With the Labour Party being reactionary rather than leading the national debate, it has been public health leaders who have been the real opposition to the Tories COVID strategy. The likes of Prof Devi Sridhar or Prof Greenhalgh have emerged as a credible and legitimate voices questioning UK policy. With the public health sphere setting up to become a new battleground, the left need to start ,not only fighting back against the Tory changes, but to make the case of our own vision of the UK.
In order to do this we need to create our own public health structures away from governmental control. We have seen Prof Chris Whitey’s become the conservatives ‘voice of science’ where he straddles a gap between the scientific community and his role as part of the government machine. The lack of scientific voices in the Labour Party has been deafening during this crisis, and has left Labour in a seemingly powerless position to fight back.
The left need to be seen as a credible government in waiting with its own scientific advisors and policies. The appointment of a shadow Chief Medical Officer, filled by an expert in the field, could be one way Labour enter this political space to influence the debate. This would provide a platform where we could showcase our own solutions not only to COVID, but other health challenges.

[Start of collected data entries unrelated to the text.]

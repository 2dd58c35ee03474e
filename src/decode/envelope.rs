//! Status-aware body decoding

use super::types::ErrorResponse;
use crate::error::{Error, Result};
use crate::http::TransportResponse;
use reqwest::StatusCode;
use serde::de::DeserializeOwned;
use tracing::debug;

/// Decode a response body according to its HTTP status.
///
/// A 200 body must match `T`, else [`Error::MalformedResponse`]. Any other
/// status is an error: [`Error::Api`] when the body is a `{success, msg}`
/// object, [`Error::UnstructuredApi`] otherwise.
pub fn decode_envelope<T: DeserializeOwned>(status: u16, body: &[u8]) -> Result<T> {
    if status == 200 {
        return serde_json::from_slice(body)
            .map_err(|e| Error::malformed(format!("Failed to decode response body: {e}")));
    }
    Err(decode_error_body(status, body))
}

/// Decode a [`TransportResponse`]
pub fn decode_response<T: DeserializeOwned>(response: &TransportResponse) -> Result<T> {
    decode_envelope(response.status, &response.body)
}

/// Classify a non-200 body
pub fn decode_error_body(status: u16, body: &[u8]) -> Error {
    match serde_json::from_slice::<ErrorResponse>(body) {
        Ok(ErrorResponse {
            success: false,
            msg,
        }) => Error::api(msg),
        Ok(ErrorResponse { success: true, .. }) => {
            debug!("Error status {status} with a success body");
            Error::api(status_text(status))
        }
        Err(_) => Error::unstructured(status, String::from_utf8_lossy(body)),
    }
}

/// Canonical status line text, e.g. `403 Forbidden`
pub fn status_text(status: u16) -> String {
    match StatusCode::from_u16(status)
        .ok()
        .and_then(|code| code.canonical_reason())
    {
        Some(reason) => format!("{status} {reason}"),
        None => status.to_string(),
    }
}
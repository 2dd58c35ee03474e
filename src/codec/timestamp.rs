//! Zone-less timestamps in two layouts

use super::DecodeError;
use chrono::{DateTime, NaiveDateTime, Utc};
use serde::{Deserialize, Deserializer, Serialize, Serializer};
use std::fmt;
use std::str::FromStr;

/// `YYYY-MM-DDTHH:MM:SS`
pub const WHOLE_SECONDS_LAYOUT: &str = "%Y-%m-%dT%H:%M:%S";

/// `YYYY-MM-DDTHH:MM:SS.ffffff`
pub const FRACTIONAL_LAYOUT: &str = "%Y-%m-%dT%H:%M:%S%.f";

/// Layout used on output: always six fractional digits
const OUTPUT_LAYOUT: &str = "%Y-%m-%dT%H:%M:%S%.6f";

/// A point in time with no timezone.
///
/// Anything after the first `+` is dropped before parsing, so an offset is
/// discarded rather than applied. Output always uses the fractional layout.
#[derive(Debug, Clone, Copy, PartialEq, Eq, PartialOrd, Ord, Hash)]
pub struct FlexibleTimestamp(NaiveDateTime);

impl FlexibleTimestamp {
    /// Wrap a naive datetime
    pub fn new(value: NaiveDateTime) -> Self {
        Self(value)
    }

    /// Parse either layout.
    ///
    /// The fractional layout is chosen iff the text before any `+` holds a `.`.
    pub fn parse(s: &str) -> Result<Self, DecodeError> {
        let head = s.split('+').next().unwrap_or_default();
        let layout = if head.contains('.') {
            FRACTIONAL_LAYOUT
        } else {
            WHOLE_SECONDS_LAYOUT
        };
        NaiveDateTime::parse_from_str(head, layout)
            .map(Self)
            .map_err(|_| DecodeError::InvalidTimestamp(s.to_string()))
    }

    /// The wrapped naive datetime
    pub fn naive(&self) -> NaiveDateTime {
        self.0
    }

    /// Interpret as UTC
    pub fn to_utc(&self) -> DateTime<Utc> {
        self.0.and_utc()
    }

    /// Seconds since the Unix epoch, reading the value as UTC
    pub fn unix_seconds(&self) -> i64 {
        self.0.and_utc().timestamp()
    }
}

impl From<NaiveDateTime> for FlexibleTimestamp {
    fn from(value: NaiveDateTime) -> Self {
        Self(value)
    }
}

impl fmt::Display for FlexibleTimestamp {
    fn fmt(&self, f: &mut fmt::Formatter<'_>) -> fmt::Result {
        write!(f, "{}", self.0.format(OUTPUT_LAYOUT))
    }
}

impl FromStr for FlexibleTimestamp {
    type Err = DecodeError;

    fn from_str(s: &str) -> Result<Self, Self::Err> {
        Self::parse(s)
    }
}

impl Serialize for FlexibleTimestamp {
    fn serialize<S>(&self, serializer: S) -> Result<S::Ok, S::Error>
    where
        S: Serializer,
    {
        serializer.serialize_str(&self.to_string())
    }
}

impl<'de> Deserialize<'de> for FlexibleTimestamp {
    fn deserialize<D>(deserializer: D) -> Result<Self, D::Error>
    where
        D: Deserializer<'de>,
    {
        let s = String::deserialize(deserializer)?;
        Self::parse(&s).map_err(serde::de::Error::custom)
    }
}
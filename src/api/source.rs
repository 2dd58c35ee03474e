//! Page source for list endpoints

use super::client::OpenseaClient;
use crate::decode::PageEnvelope;
use crate::error::Result;
use crate::pagination::{Page, PageRequest, PageSource};
use crate::types::QueryParams;
use async_trait::async_trait;
use serde::de::DeserializeOwned;
use std::marker::PhantomData;

/// Fetches pages of one list endpoint.
///
/// The base query is sent with every request; the paging parameters
/// (`cursor`, or `offset` and `limit`) are replaced per request.
pub struct EndpointSource<W> {
    client: OpenseaClient,
    path: String,
    query: QueryParams,
    envelope: PhantomData<fn() -> W>,
}

impl<W> EndpointSource<W> {
    /// Source for `path` with a fixed base query
    pub fn new(client: OpenseaClient, path: impl Into<String>, query: QueryParams) -> Self {
        Self {
            client,
            path: path.into(),
            query,
            envelope: PhantomData,
        }
    }

    /// Endpoint path
    pub fn path(&self) -> &str {
        &self.path
    }

    /// Query for one page request
    pub fn page_query(&self, request: &PageRequest) -> QueryParams {
        let mut query = self.query.clone();
        match request {
            PageRequest::Cursor(_) => match request.cursor() {
                Some(cursor) => {
                    query.set("cursor", cursor);
                }
                None => {
                    query.remove("cursor");
                }
            },
            PageRequest::Offset { offset, limit } => {
                query
                    .set("offset", offset.to_string())
                    .set("limit", limit.to_string());
            }
        }
        query
    }
}

#[async_trait]
impl<W> PageSource for EndpointSource<W>
where
    W: PageEnvelope + DeserializeOwned + Send,
{
    type Record = W::Record;

    async fn fetch_page(&mut self, request: &PageRequest) -> Result<Page<W::Record>> {
        let query = self.page_query(request);
        let envelope: W = self.client.get(&self.path, query).await?;
        Ok(envelope.into_page())
    }
}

Improving the life of all people in Britain; from the eighty old pensioner who lives on their own, to the south Asian boy born in the north; has been the golden thread that runs through the fabric of Labour. Our promise to the public has always been simple: We’ll make this country better for everyone. The creation of the NHS or the smoking ban are examples of how we have fulfilled our pledge in the past. We now need new ideas to show how we will transform this country for a better tomorrow.
Public health is a message of hope, grounded in a desire to create a more equal society. Labour in power transforms. Public health is how we have done this in the past, and how we will do this in the future.